Conflict Driven Clause Learning

University of Washington | CSE 442

We have a sudoku board!

You may assume a solution exists, but how can we check?

The Boolean Satisfiability Problem

The Boolean Satisfiability Problem is one in which we have to decide if there exists an assignment for some boolean variables that would make a boolean formula evaluate to true.

If a formula has an assignment under which the formula evaluates to True, then it is satisfiable. If no such assignment exists for a formula, then it is unsatisfiable.

In general, the Boolean Satisfiability Problem can take a very long time to solve (in fact, it’s NP-Complete). If a boolean formula has n variables, then there are 2^n possible assignments. All known algorithms, in the worst case, will have to do a full search on that exponentially sized search space. However, in real world problems, there are often logical structures in the problem that an algorithm can utilize to search better.

In this article, we will be covering two algorithms that try to find a satisfying assignment for a formula (SAT solvers). The first one will be the Davis-Putnam-Logemann-Loveland Algorithm developed in the 1960s, which forms the basis for modern SAT solving algorithms today. The second one will be the Conflict-Driven Clause Learning Algorithm which is more recent - around 1996, which improves on the first algorithm in really cool ways.

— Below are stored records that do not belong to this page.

//! Error types for anno-prior.

use thiserror::Error;

/// Result type for anno-prior operations.
pub type Result<T> = std::result::Result<T, Error>;

/// Error type for anno-prior operations.
#[derive(Error, Debug)]
#[non_exhaustive]
pub enum Error {
    /// A token position outside the document was addressed.
    #[error("Position {position} out of range for document of length {len}")]
    PositionOutOfRange {
        /// The offending position.
        position: usize,
        /// Document length.
        len: usize,
    },

    /// A label sequence does not line up with the document.
    #[error("Length mismatch: expected {expected} labels, got {actual}")]
    LengthMismatch {
        /// Document length.
        expected: usize,
        /// Length of the sequence supplied.
        actual: usize,
    },

    /// The old label asserted by the caller is not the label the index last saw.
    #[error("Stale label at position {position}: index holds {expected}, caller asserted {actual}")]
    StaleLabel {
        /// Position being edited.
        position: usize,
        /// Label the index holds for that position.
        expected: usize,
        /// Label the caller claimed the position held.
        actual: usize,
    },

    /// The entity index violated one of its structural invariants.
    #[error("Inconsistent entity index: {0}")]
    Inconsistent(String),

    /// A label name that is not part of the label inventory.
    #[error("Unknown label: {0}")]
    UnknownLabel(String),

    /// Invalid input provided.
    #[error("Invalid input: {0}")]
    InvalidInput(String),

    /// Invalid prior configuration.
    #[error("Config error: {0}")]
    Config(String),

    /// IO error.
    #[error("IO error: {0}")]
    Io(#[from] std::io::Error),

    /// JSON (de)serialization error.
    #[error("JSON error: {0}")]
    Json(#[from] serde_json::Error),
}

impl Error {
    /// Create an inconsistency error.
    pub fn inconsistent(msg: impl Into<String>) -> Self {
        Error::Inconsistent(msg.into())
    }

    /// Create an unknown label error.
    pub fn unknown_label(label: impl Into<String>) -> Self {
        Error::UnknownLabel(label.into())
    }

    /// Create an invalid input error.
    pub fn invalid_input(msg: impl Into<String>) -> Self {
        Error::InvalidInput(msg.into())
    }

    /// Create a config error.
    pub fn config(msg: impl Into<String>) -> Self {
        Error::Config(msg.into())
    }
}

Both algorithms will only work on boolean formulas that are in Conjunctive Normal Form (CNF). In this form, boolean formulas are composed of the ANDs (∧) of clauses, clauses are the ORs (v) of literals, and literals are a variable or its negation.

Formulas in CNF have some nice properties that make reasoning quick. Since the formula is just the clauses ANDed together, for our formula to be satisfied every clause must be satisfied. Since each clause is made of the ORs of literals, only one literal needs to be satisfied for the whole clause to be satisfied.

Below is the example formula f = (-x1 ∨ -x2 ∨ x3) ∧ (-x3 ∨ x4). See if you can find assignments that satisfy this formula.

The visualization starts out by visualizing the formula in a single line. This can be unwieldy for large formulas. We will visualize it instead by having each clause on its own line. Clicking the “To Clauses” and the “To Formula” button will show you the difference in the visualizations. Just remember that all clauses must be true for the formula to be true.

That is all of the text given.